DESREGULACIÓN
Sturzenegger anunció una nueva desregulación para la industria de las frutas
El Gobierno Nacional ha implementado una nueva desregulación en la industria frutícola que busca revolucionar el sector desde un enfoque de "normativa liviana".
Según anunció recientemente el ministro de Desregulación y Transformación del Estado, Federico Sturzenegger, esta iniciativa permitirá al Servicio Nacional de Sanidad y Calidad Agroalimentaria (SENASA) trabajar de una manera más ágil y directa con los productores de frutos. Se busca una capacidad de reacción rápida ante eventualidades como la aparición de plagas y facilitar la emisión de certificados fitosanitarios necesarios para la exportación.
Sturzenegger comunicó esta medida a través de sus cuentas en redes sociales, destacando que ha sido posible gracias al trabajo conjunto con Pablo Cortese, presidente de SENASA. El ministro no escatimó en elogios para Cortese, calificándolo como "el verdadero héroe de esta jornada". El procesamiento de un marco normativo reconstruido desde sus bases esenciales ha sido el tema de análisis, enfocándose exclusivamente en los aspectos cruciales para el funcionamiento eficiente y seguro del mercado frutícola.
"Nuestra intención fue cuestionar la razón de ser de la intervención de SENASA en aspectos como el empaquetado y la transacción de frutas.
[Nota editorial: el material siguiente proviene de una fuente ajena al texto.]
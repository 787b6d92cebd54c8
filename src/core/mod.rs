//! Core domain types
//!
//! Pure types shared by both puzzle helpers: arithmetic witnesses for the
//! numbers game, and words, feedback and clues for the word filter.

mod clue;
mod expr;
mod feedback;
mod word;

pub use clue::{Clue, ClueError, CountRange, LetterSet, filter, parse_guess};
pub use expr::{ExprError, Op, Witness, evaluate_postfix};
pub use feedback::{Color, Feedback, FeedbackParseError};
pub use word::{WORD_LEN, Word, WordError};
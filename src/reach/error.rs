//! Errors raised by the numbers-game search

use thiserror::Error;

#[derive(Debug, Clone, PartialEq, Eq, Error)]
pub enum SolveError {
    #[error("invalid input: {0}")]
    InvalidInput(String),

    #[error("no numbers to search")]
    EmptyInput,

    #[error("no solution for target {target}")]
    NoSolution { target: i64 },

    #[error("search space too large: {len} numbers exceeds the limit of {limit}")]
    SearchSpaceTooLarge { len: usize, limit: usize },

    #[error("search space too large: more than {budget} candidate expressions")]
    BudgetExceeded { budget: usize },
}

#[cfg(test)]
mod tests {
    use super::*;

    #[test]
    fn no_solution_names_target() {
        let e = SolveError::NoSolution { target: 100 };
        assert_eq!(e.to_string(), "no solution for target 100");
    }

    #[test]
    fn search_space_reports_both_sizes() {
        let e = SolveError::SearchSpaceTooLarge { len: 12, limit: 8 };
        let msg = e.to_string();
        assert!(msg.contains("12") && msg.contains('8'));
    }

    #[test]
    fn budget_message_reads_as_search_space_error() {
        let e = SolveError::BudgetExceeded { budget: 1_000 };
        assert_eq!(
            e.to_string(),
            "search space too large: more than 1000 candidate expressions"
        );
    }

    #[test]
    fn invalid_input_carries_detail() {
        let e = SolveError::InvalidInput("'x' is not an integer".into());
        assert!(e.to_string().starts_with("invalid input"));
        let _: &dyn std::error::Error = &e;
    }
}
#[cfg(test)]
mod tests {
    use super::*;
    use crate::core::evaluate_postfix;
    use rand::Rng;

    fn solve_default(numbers: &[i64]) -> ResultMap {
        solve(numbers, &EngineConfig::default()).unwrap()
    }

    fn keys(map: &ResultMap) -> BTreeSet<i64> {
        map.keys().copied().collect()
    }

    fn exprs(map: &ResultMap, value: i64) -> Vec<&str> {
        map[&value].iter().map(Witness::expr).collect()
    }

    #[test]
    fn singleton_maps_to_itself() {
        for n in [0, 7, -3, 1000] {
            let map = solve_default(&[n]);
            assert_eq!(map.len(), 1);
            assert_eq!(map[&n], BTreeSet::from([Witness::new(0, n.to_string())]));
        }
    }

    #[test]
    fn empty_input_fails_fast() {
        assert_eq!(
            solve(&[], &EngineConfig::default()),
            Err(SolveError::EmptyInput)
        );
    }

    #[test]
    fn oversized_input_is_rejected() {
        let numbers = vec![1; 8];
        assert_eq!(
            solve(&numbers, &EngineConfig::default()),
            Err(SolveError::SearchSpaceTooLarge { len: 8, limit: 7 })
        );

        let config = EngineConfig::new(100, Forwarding::Cheapest);
        let numbers = vec![1; HARD_MAX_NUMBERS + 1];
        assert!(matches!(
            solve(&numbers, &config),
            Err(SolveError::SearchSpaceTooLarge { limit: HARD_MAX_NUMBERS, .. })
        ));
    }

    #[test]
    fn input_at_default_limit_completes() {
        let numbers = [1, 2, 3, 4, 5, 6, 7];
        assert_eq!(numbers.len(), EngineConfig::DEFAULT_MAX_NUMBERS);

        let map = solve_default(&numbers);
        assert_eq!(best_witness(&map, 28).unwrap().expr(), "4 7 *");
        let product = best_witness(&map, 5040).unwrap();
        assert_eq!(evaluate_postfix(product.expr()), Ok(5040));
        assert!(map.values().all(|set| set.len() == 1));
    }

    #[test]
    fn search_stops_at_work_budget() {
        let config = EngineConfig::default().with_budget(1_000);
        assert_eq!(
            solve(&[25, 50, 75, 100, 3, 6], &config),
            Err(SolveError::BudgetExceeded { budget: 1_000 })
        );

        // Same input fits comfortably in the default budget
        let config = EngineConfig::default().with_budget(EngineConfig::DEFAULT_BUDGET);
        assert!(solve(&[25, 50, 75, 100, 3, 6], &config).is_ok());
    }

    #[test]
    fn exhaustive_mode_has_lower_ceiling() {
        let config = EngineConfig::new(8, Forwarding::Exhaustive);
        assert_eq!(config.limit(), EXHAUSTIVE_MAX_NUMBERS);
        assert!(matches!(
            solve(&[1, 2, 3, 4, 5, 6], &config),
            Err(SolveError::SearchSpaceTooLarge { len: 6, limit: 5 })
        ));
    }

    #[test]
    fn pair_reaches_sum_product_and_difference() {
        let map = solve_default(&[3, 4]);

        assert_eq!(keys(&map), BTreeSet::from([1, 3, 4, 7, 12]));
        assert!(exprs(&map, 7).contains(&"3 4 +"));
        assert!(exprs(&map, 12).contains(&"3 4 *"));
        assert_eq!(exprs(&map, 1), ["4 3 -"]);
        assert_eq!(best_witness(&map, 7).unwrap().expr(), "3 4 +");

        // Neither 4/3 nor 3/4 is exact
        assert!(
            map.values()
                .flatten()
                .all(|w| !w.expr().ends_with('/'))
        );
    }

    #[test]
    fn equal_pair_has_no_zero_difference() {
        let map = solve_default(&[3, 3]);
        assert_eq!(keys(&map), BTreeSet::from([1, 3, 6, 9]));
        assert_eq!(exprs(&map, 1), ["3 3 /"]);
    }

    #[test]
    fn division_in_both_directions() {
        let map = solve_default(&[12, 4]);
        assert_eq!(exprs(&map, 3), ["12 4 /"]);

        let map = solve_default(&[4, 12]);
        assert_eq!(exprs(&map, 3), ["12 4 /"]);
    }

    #[test]
    fn zero_is_never_a_divisor() {
        let exhaustive = EngineConfig::new(5, Forwarding::Exhaustive);
        let map = solve(&[0, 5], &exhaustive).unwrap();
        assert_eq!(exprs(&map, 0), ["0", "0 5 *", "0 5 /", "5 0 *"]);
        assert_eq!(exprs(&map, 5), ["5", "0 5 +", "5 0 +", "5 0 -"]);
        assert!(map.values().flatten().all(|w| !w.expr().ends_with("0 /")));
    }

    #[test]
    fn three_numbers_target_ten_uses_two_operations() {
        let map = solve_default(&[2, 3, 4]);
        let best = best_witness(&map, 10).unwrap();

        let fewest = map[&10].iter().map(Witness::ops).min().unwrap();
        assert_eq!(best.ops(), fewest);
        assert_eq!(best.ops(), 2);
        assert_eq!(evaluate_postfix(best.expr()), Ok(10));
        assert_eq!(best.expr(), "2 3 * 4 +");
    }

    #[test]
    fn three_fives_make_fifteen() {
        let answer = find(15, &[5, 5, 5], &EngineConfig::default()).unwrap();
        assert_eq!(answer.ops(), 2);
        assert_eq!(answer.expr(), "5 5 + 5 +");
        assert_eq!(evaluate_postfix(answer.expr()), Ok(15));
    }

    #[test]
    fn unreachable_target_reports_no_solution() {
        assert_eq!(
            find(100, &[2, 2], &EngineConfig::default()),
            Err(SolveError::NoSolution { target: 100 })
        );
    }

    #[test]
    fn every_witness_evaluates_to_its_value() {
        for numbers in [&[2, 3, 4][..], &[25, 50, 75, 100, 3], &[-3, 2, 7], &[1, 1, 1, 1]] {
            let map = solve_default(numbers);
            for (&value, set) in &map {
                assert!(!set.is_empty());
                for witness in set {
                    assert_eq!(
                        evaluate_postfix(witness.expr()),
                        Ok(value),
                        "{numbers:?}: {witness}"
                    );
                }
            }
        }
    }

    #[test]
    fn witnesses_use_each_number_at_most_once() {
        let numbers = [2, 3, 7, 11];
        let map = solve_default(&numbers);
        for witness in map.values().flatten() {
            let mut used: Vec<i64> = witness
                .expr()
                .split_whitespace()
                .filter_map(|t| t.parse().ok())
                .collect();
            used.sort_unstable();
            let mut pool = numbers.to_vec();
            for n in used {
                let at = pool.iter().position(|&p| p == n).unwrap();
                pool.remove(at);
            }
        }
    }

    #[test]
    fn op_count_matches_operator_tokens() {
        let map = solve_default(&[1, 2, 3, 4]);
        for witness in map.values().flatten() {
            let operators = witness
                .expr()
                .split_whitespace()
                .filter(|t| Op::from_token(t).is_some())
                .count();
            assert_eq!(witness.ops() as usize, operators, "{witness}");
        }
    }

    #[test]
    fn repeated_solves_agree() {
        let numbers = [6, 1, 9, 4, 7];
        let first = solve_default(&numbers);
        let second = solve_default(&numbers);
        assert_eq!(keys(&first), keys(&second));
        assert_eq!(first, second);
    }

    #[test]
    fn forwarding_mode_does_not_change_reachable_values() {
        let exhaustive = EngineConfig::new(5, Forwarding::Exhaustive);
        for numbers in [&[2, 3, 4][..], &[5, 5, 5], &[1, 6, 8, 9]] {
            let cheap = solve_default(numbers);
            let full = solve(numbers, &exhaustive).unwrap();
            assert_eq!(keys(&cheap), keys(&full), "{numbers:?}");

            for (&value, set) in &cheap {
                assert!(set.is_subset(&full[&value]), "{numbers:?} value {value}");
                let best_full = full[&value].first().unwrap();
                assert!(best_full.ops() <= set.first().unwrap().ops());
            }
        }
    }

    #[test]
    fn cheapest_mode_keeps_one_witness_per_value() {
        let map = solve_default(&[0, 5]);
        assert_eq!(exprs(&map, 0), ["0"]);
        assert_eq!(exprs(&map, 5), ["5"]);
        assert!(map.values().all(|set| set.len() == 1));
    }

    #[test]
    fn overflowing_results_are_skipped() {
        let map = solve_default(&[i64::MAX, 2]);
        assert_eq!(keys(&map), BTreeSet::from([2, i64::MAX - 2, i64::MAX]));
        for witness in map.values().flatten() {
            assert!(evaluate_postfix(witness.expr()).is_ok());
        }
    }

    #[test]
    fn cache_holds_one_entry_per_subset() {
        let numbers = [1, 2, 3, 4];
        let mut engine = Engine::new(&numbers, &EngineConfig::default()).unwrap();
        engine.reachable(Subset::full(4)).unwrap();
        // Every nonempty subset of four positions
        assert_eq!(engine.cached_subsets(), 15);
    }

    #[test]
    fn run_solves_exactly_the_input_positions() {
        let numbers = [2, 3];
        let engine = Engine::new(&numbers, &EngineConfig::default()).unwrap();
        let map = engine.run().unwrap();
        assert_eq!(keys(&map), BTreeSet::from([1, 2, 3, 5, 6]));
    }

    #[test]
    fn random_inputs_produce_valid_witnesses() {
        let mut rng = rand::rng();
        for _ in 0..20 {
            let len = rng.random_range(1..=5);
            let numbers: Vec<i64> = (0..len).map(|_| rng.random_range(1..=25)).collect();
            let map = solve_default(&numbers);

            for &n in &numbers {
                assert!(map.contains_key(&n));
            }
            for (&value, set) in &map {
                let best = set.first().unwrap();
                assert_eq!(evaluate_postfix(best.expr()), Ok(value), "{numbers:?}");
            }
        }
    }
}
//! Diagnostic logging via tracing-subscriber
//!
//! Call [`init`] once at startup. Logs go to stderr so they never mix with
//! puzzle answers on stdout.

use thiserror::Error;
use tracing::level_filters::LevelFilter;
use tracing_subscriber::EnvFilter;

#[derive(Debug, Error)]
#[error("failed to set subscriber: {0}")]
pub struct LogError(String);

/// Level for a repeated `-v` flag count
#[must_use]
pub const fn level_for_verbosity(verbosity: u8) -> LevelFilter {
    match verbosity {
        0 => LevelFilter::WARN,
        1 => LevelFilter::INFO,
        2 => LevelFilter::DEBUG,
        _ => LevelFilter::TRACE,
    }
}

/// Filter from `RUST_LOG` if it parses, otherwise from the `-v` count
fn filter_for(verbosity: u8) -> EnvFilter {
    EnvFilter::try_from_default_env()
        .unwrap_or_else(|_| EnvFilter::default().add_directive(level_for_verbosity(verbosity).into()))
}

/// Install the global tracing subscriber
///
/// # Errors
/// Returns `LogError` if a subscriber is already installed.
pub fn init(verbosity: u8) -> Result<(), LogError> {
    tracing_subscriber::fmt()
        .with_env_filter(filter_for(verbosity))
        .with_target(false)
        .with_writer(std::io::stderr)
        .try_init()
        .map_err(|e| LogError(e.to_string()))
}

#[cfg(test)]
mod tests {
    use super::*;

    #[test]
    fn verbosity_raises_level() {
        assert_eq!(level_for_verbosity(0), LevelFilter::WARN);
        assert_eq!(level_for_verbosity(1), LevelFilter::INFO);
        assert_eq!(level_for_verbosity(2), LevelFilter::DEBUG);
        assert_eq!(level_for_verbosity(3), LevelFilter::TRACE);
        assert_eq!(level_for_verbosity(u8::MAX), LevelFilter::TRACE);
    }

    #[test]
    fn second_init_reports_existing_subscriber() {
        let _ = init(0);
        let err = init(0).unwrap_err();
        assert!(err.to_string().starts_with("failed to set subscriber"));
    }
}
//! Five-letter word representation
//!
//! A Word stores a lowercase five-letter word as bytes plus per-letter counts,
//! which clue matching and feedback computation both need.

use std::fmt;
use thiserror::Error;

/// Number of letters in every word
pub const WORD_LEN: usize = 5;

/// A lowercase five-letter word
#[derive(Debug, Clone, PartialEq, Eq, Hash)]
pub struct Word {
    text: String,
    letters: [u8; WORD_LEN],
    counts: [u8; 26],
}

/// Error type for invalid words
#[derive(Debug, Clone, PartialEq, Eq, Error)]
pub enum WordError {
    #[error("word must be exactly 5 letters, got {0}")]
    InvalidLength(usize),
    #[error("word must contain only ASCII letters")]
    NonAscii,
    #[error("word contains invalid characters")]
    InvalidCharacters,
}

impl Word {
    /// Create a new Word from a string
    ///
    /// Input is lowercased before validation.
    ///
    /// # Errors
    /// Returns `WordError` if the length is not exactly 5, or if the text has
    /// non-ASCII or non-alphabetic characters.
    ///
    /// # Examples
    /// ```
    /// use puzzle_helpers::core::Word;
    ///
    /// let word = Word::new("Chant").unwrap();
    /// assert_eq!(word.text(), "chant");
    ///
    /// assert!(Word::new("too long").is_err());
    /// assert!(Word::new("sp1lt").is_err());
    /// ```
    pub fn new(text: impl Into<String>) -> Result<Self, WordError> {
        let text: String = text.into().to_lowercase();

        if !text.is_ascii() {
            return Err(WordError::NonAscii);
        }

        let letters: [u8; WORD_LEN] = text
            .as_bytes()
            .try_into()
            .map_err(|_| WordError::InvalidLength(text.len()))?;

        if !letters.iter().all(u8::is_ascii_lowercase) {
            return Err(WordError::InvalidCharacters);
        }

        let mut counts = [0u8; 26];
        for &letter in &letters {
            counts[letter_index(letter)] += 1;
        }

        Ok(Self {
            text,
            letters,
            counts,
        })
    }

    /// Get the word as a string slice
    #[inline]
    #[must_use]
    pub fn text(&self) -> &str {
        &self.text
    }

    /// Get the word as a byte array
    #[inline]
    #[must_use]
    pub const fn letters(&self) -> &[u8; WORD_LEN] {
        &self.letters
    }

    /// Get the letter at a specific position (0-4)
    ///
    /// # Panics
    /// Panics if position >= 5
    #[inline]
    #[must_use]
    pub const fn letter_at(&self, position: usize) -> u8 {
        self.letters[position]
    }

    /// How many times `letter` occurs in the word
    #[inline]
    #[must_use]
    pub fn count_of(&self, letter: u8) -> u8 {
        if letter.is_ascii_lowercase() {
            self.counts[letter_index(letter)]
        } else {
            0
        }
    }

    /// Per-letter occurrence counts, indexed `a` = 0 through `z` = 25
    #[inline]
    #[must_use]
    pub const fn letter_counts(&self) -> &[u8; 26] {
        &self.counts
    }
}

/// Index of a lowercase ASCII letter in the alphabet
#[inline]
pub(crate) fn letter_index(letter: u8) -> usize {
    usize::from(letter - b'a')
}

impl fmt::Display for Word {
    fn fmt(&self, f: &mut fmt::Formatter<'_>) -> fmt::Result {
        write!(f, "{}", self.text)
    }
}

#[cfg(test)]
mod tests {
    use super::*;

    #[test]
    fn word_creation_valid() {
        let word = Word::new("spilt").unwrap();
        assert_eq!(word.text(), "spilt");
        assert_eq!(word.letters(), b"spilt");
    }

    #[test]
    fn word_creation_uppercase_normalized() {
        let word = Word::new("BRUTE").unwrap();
        assert_eq!(word.text(), "brute");
        assert_eq!(Word::new("BrUtE").unwrap(), word);
    }

    #[test]
    fn word_creation_invalid_length() {
        assert_eq!(Word::new("too long"), Err(WordError::InvalidLength(8)));
        assert_eq!(Word::new("shrt"), Err(WordError::InvalidLength(4)));
        assert_eq!(Word::new(""), Err(WordError::InvalidLength(0)));
    }

    #[test]
    fn word_creation_invalid_characters() {
        assert_eq!(Word::new("cran3"), Err(WordError::InvalidCharacters));
        assert_eq!(Word::new("cran "), Err(WordError::InvalidCharacters));
        assert_eq!(Word::new("crané"), Err(WordError::NonAscii));
    }

    #[test]
    fn word_letter_at() {
        let word = Word::new("chant").unwrap();
        assert_eq!(word.letter_at(0), b'c');
        assert_eq!(word.letter_at(4), b't');
    }

    #[test]
    fn word_counts_duplicates() {
        let word = Word::new("speed").unwrap();
        assert_eq!(word.count_of(b'e'), 2);
        assert_eq!(word.count_of(b's'), 1);
        assert_eq!(word.count_of(b'z'), 0);
        assert_eq!(word.letter_counts().iter().map(|&c| usize::from(c)).sum::<usize>(), 5);
    }

    #[test]
    fn word_counts_ignore_non_letters() {
        let word = Word::new("aaaaa").unwrap();
        assert_eq!(word.count_of(b'a'), 5);
        assert_eq!(word.count_of(b'!'), 0);
    }

    #[test]
    fn word_display() {
        let word = Word::new("power").unwrap();
        assert_eq!(format!("{word}"), "power");
    }
}
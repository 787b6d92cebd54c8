//! Numbers-game driver
//!
//! Reads a target and the available numbers, runs the reachability search and
//! reports the cheapest expression for the target.

use crate::core::Witness;
use crate::output::formatters::postfix_to_infix;
use crate::reach::{EngineConfig, SolveError, find};
use std::io::{self, BufRead, Write};
use std::time::Instant;
use tracing::info;

/// Settings for a numbers-game run
#[derive(Debug, Clone, Copy, Default)]
pub struct NumbersConfig {
    pub engine: EngineConfig,
    pub show_infix: bool,
}

/// Parse the target line: a single, possibly signed, integer
///
/// # Errors
/// Returns `SolveError::InvalidInput` unless the line holds exactly one integer.
pub fn parse_target(line: &str) -> Result<i64, SolveError> {
    let mut tokens = line.split_whitespace();
    match (tokens.next(), tokens.next()) {
        (Some(token), None) => token
            .parse()
            .map_err(|_| SolveError::InvalidInput(format!("'{token}' is not an integer"))),
        (None, _) => Err(SolveError::InvalidInput("missing target value".to_string())),
        (Some(_), Some(_)) => Err(SolveError::InvalidInput(
            "target must be a single integer".to_string(),
        )),
    }
}

/// Parse the whitespace-separated source numbers
///
/// # Errors
/// Returns `SolveError::InvalidInput` for any non-integer token and
/// `SolveError::EmptyInput` for a blank line.
pub fn parse_numbers(line: &str) -> Result<Vec<i64>, SolveError> {
    let numbers = line
        .split_whitespace()
        .map(|token| {
            token
                .parse()
                .map_err(|_| SolveError::InvalidInput(format!("'{token}' is not an integer")))
        })
        .collect::<Result<Vec<i64>, _>>()?;

    if numbers.is_empty() {
        return Err(SolveError::EmptyInput);
    }
    Ok(numbers)
}

/// Find the best expression for `target` from `numbers`
///
/// # Errors
/// Returns `SolveError` if the input is rejected or the target is unreachable.
pub fn solve_puzzle(
    target: i64,
    numbers: &[i64],
    config: &NumbersConfig,
) -> Result<Witness, SolveError> {
    let start = Instant::now();
    let result = find(target, numbers, &config.engine);
    info!(
        target,
        numbers = ?numbers,
        found = result.is_ok(),
        elapsed_ms = start.elapsed().as_millis(),
        "numbers search finished"
    );
    result
}

/// Run the interactive numbers prompt until EOF or `quit`
///
/// Bad input and unreachable targets are reported and the prompt repeats.
///
/// # Errors
///
/// Returns an error only if reading input or writing output fails.
pub fn run_numbers<R: BufRead, W: Write>(
    mut input: R,
    mut output: W,
    config: &NumbersConfig,
) -> io::Result<()> {
    loop {
        let Some(line) = prompt(&mut input, &mut output, "Enter the target value: ")? else {
            return Ok(());
        };
        if is_quit(&line) {
            return Ok(());
        }
        let target = match parse_target(&line) {
            Ok(target) => target,
            Err(e) => {
                writeln!(output, "❌ {e}\n")?;
                continue;
            }
        };

        let Some(line) = prompt(&mut input, &mut output, "And the available nums: ")? else {
            return Ok(());
        };
        let numbers = match parse_numbers(&line) {
            Ok(numbers) => numbers,
            Err(e) => {
                writeln!(output, "❌ {e}\n")?;
                continue;
            }
        };

        writeln!(output)?;
        match solve_puzzle(target, &numbers, config) {
            Ok(witness) => {
                writeln!(output, "Answer: {}", witness.expr())?;
                if config.show_infix
                    && let Ok(infix) = postfix_to_infix(witness.expr())
                {
                    writeln!(output, "        {infix} ({} ops)", witness.ops())?;
                }
            }
            Err(e) => writeln!(output, "❌ {e}")?,
        }
        writeln!(output)?;
    }
}

fn is_quit(line: &str) -> bool {
    matches!(line, "quit" | "q" | "exit")
}

/// Print a prompt and read one trimmed line; `None` at end of input
fn prompt<R: BufRead, W: Write>(
    input: &mut R,
    output: &mut W,
    text: &str,
) -> io::Result<Option<String>> {
    write!(output, "{text}")?;
    output.flush()?;

    let mut line = String::new();
    if input.read_line(&mut line)? == 0 {
        return Ok(None);
    }
    Ok(Some(line.trim().to_string()))
}
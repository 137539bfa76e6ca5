//! Main KeyRelay server coordination.
//!
//! KeyRelay owns the key registry, the rate limiters, and session tracking,
//! and turns exchange outcomes into replies.

use crate::config::Config;
use crate::limits::RateLimits;
use crate::registry::{Identity, KeyRegistry, Outcome};
use dashmap::DashMap;
use std::sync::atomic::{AtomicU64, Ordering};

/// Operational metrics for monitoring relay activity.
///
/// All counters are monotonically increasing (reset only on restart).
#[derive(Debug, Default)]
pub struct RelayMetrics {
    /// Total messages handed to the registry.
    pub messages_total: AtomicU64,
    /// Total messages stored as keys (including overwrites).
    pub keys_stored: AtomicU64,
    /// Total lookups that found a key.
    pub lookups_resolved: AtomicU64,
    /// Total lookups for unknown identities.
    pub lookups_missed: AtomicU64,
    /// Total connections accepted.
    pub connections_total: AtomicU64,
    /// Total rate limit rejections (connection + message + global).
    pub rate_limit_hits: AtomicU64,
    /// Total protocol errors (oversized frames, bad UTF-8, stream failures).
    pub errors_total: AtomicU64,
}

/// Main relay server.
pub struct KeyRelay {
    config: Config,
    registry: KeyRegistry,
    rate_limits: RateLimits,
    metrics: RelayMetrics,
    /// Open connections per peer identity.
    sessions: DashMap<Identity, usize>,
}

impl std::fmt::Debug for KeyRelay {
    fn fmt(&self, f: &mut std::fmt::Formatter<'_>) -> std::fmt::Result {
        f.debug_struct("KeyRelay")
            .field("config", &self.config)
            .field("rate_limits", &self.rate_limits)
            .field("metrics", &self.metrics)
            .field("peers_online", &self.sessions.len())
            .finish_non_exhaustive()
    }
}

impl KeyRelay {
    /// Create a new KeyRelay around an (usually empty) registry.
    pub fn new(config: Config, registry: KeyRegistry) -> Self {
        let rate_limits = RateLimits::new(&config.limits);
        Self {
            config,
            registry,
            rate_limits,
            metrics: RelayMetrics::default(),
            sessions: DashMap::new(),
        }
    }

    /// Get the relay configuration.
    pub fn config(&self) -> &Config {
        &self.config
    }

    /// Get access to the key registry.
    pub fn registry(&self) -> &KeyRegistry {
        &self.registry
    }

    /// Get access to the rate limiters.
    pub fn rate_limits(&self) -> &RateLimits {
        &self.rate_limits
    }

    /// Get access to the operational metrics.
    pub fn metrics(&self) -> &RelayMetrics {
        &self.metrics
    }

    /// Run one inbound message through the registry and count the outcome.
    pub async fn handle_message(&self, sender: &Identity, text: &str) -> Outcome {
        self.metrics.messages_total.fetch_add(1, Ordering::Relaxed);

        let outcome = self.registry.handle(sender, text).await;
        let counter = match &outcome {
            Outcome::Stored => &self.metrics.keys_stored,
            Outcome::Resolved(_) => &self.metrics.lookups_resolved,
            Outcome::NotFound => &self.metrics.lookups_missed,
        };
        counter.fetch_add(1, Ordering::Relaxed);

        outcome
    }

    /// The reply to send for an outcome, if any.
    ///
    /// Stores are always silent. Misses are silent unless
    /// `exchange.reply_on_miss` is set.
    pub fn reply_for(&self, outcome: Outcome) -> Option<String> {
        match outcome {
            Outcome::Stored => None,
            Outcome::Resolved(key) => Some(key),
            Outcome::NotFound if self.config.exchange.reply_on_miss => {
                Some(self.config.exchange.miss_reply.clone())
            }
            Outcome::NotFound => None,
        }
    }

    /// Register an open connection for `identity`.
    pub fn register_session(&self, identity: &Identity) {
        let mut count = self.sessions.entry(identity.clone()).or_insert(0);
        *count += 1;

        tracing::debug!(
            "Registered session: peer={:?} (connections: {})",
            identity,
            *count
        );
    }

    /// Unregister a closed connection for `identity`.
    pub fn unregister_session(&self, identity: &Identity) {
        if let Some(mut count) = self.sessions.get_mut(identity) {
            *count = count.saturating_sub(1);
        }
        self.sessions.remove_if(identity, |_, count| *count == 0);

        tracing::debug!(
            "Unregistered session: peer={:?} (remaining: {})",
            identity,
            self.session_count(identity)
        );
    }

    /// Open connections for one identity.
    pub fn session_count(&self, identity: &Identity) -> usize {
        self.sessions.get(identity).map(|c| *c).unwrap_or(0)
    }

    /// Total open connections across all peers.
    pub fn total_sessions(&self) -> usize {
        self.sessions.iter().map(|entry| *entry.value()).sum()
    }

    /// Number of distinct peers currently connected.
    pub fn total_peers(&self) -> usize {
        self.sessions.len()
    }
}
Una respuesta surgió clara: mantener la pureza sanitaria en la producción frutícola y emitir certificados para el comercio exterior", explicó Sturzenegger. Así, se ha diseñado una nueva regulación, centrada exclusivamente en asegurar la no propagación de plagas y en facilitar exportaciones a través del cumplimiento con normas fitosanitarias internacionales.
Recogiendo algunas inquietudes y necesidades de los sectores involucrados, las conversaciones se extendieron a lo largo de semanas. Fue allí donde concluyeron que los productores solo deberán notificar al SENASA sobre las prácticas y localización de sus cultivos. De esta forma, ante cualquier contingencia sanitaria, el SENASA acudirá inmediatamente para trabajar junto a los productores en la contención y manejo del brote. Asimismo, se optimizará el procedimiento de solicitud de certificados, haciéndolo lo más rápido y eficaz posible para los productores.
Uno de los aspectos más significativos de esta desregulación es el abanico de flexibilidades recién instauradas. Por ejemplo, se elimina la obligación de obtener permisos para la habilitación de instalaciones y ya no será necesario renovarlos anualmente. Igualmente, la cosecha podrá llevarse a cabo sin la exigencia previa de autorizaciones específicas, permitiendo a los fruticultores operar conforme a sus propias evaluaciones de oportunidad.
Todo lo relacionado con el embalaje ahora queda a discreción de los productores, posibilitando una alineación más eficiente con las expectativas del mercado. Adicionalmente, se han suprimido las restricciones a la exportación impuestas por tipos de frutas, permitiendo cantidades acordes con la demanda internacional.
El papel de SENASA, aunque más enfocado, seguirá siendo crucial en la emisión de certificaciones que exijan los importadores extranjeros, pero el organismo se abstendrá de añadir trámites adicionales. "Esto representa una gran ventaja para los productores, con menor carga burocrática y una concentración total del SENASA en el seguimiento de la salud fitosanitaria donde realmente se agrega valor", acuñó Sturzenegger.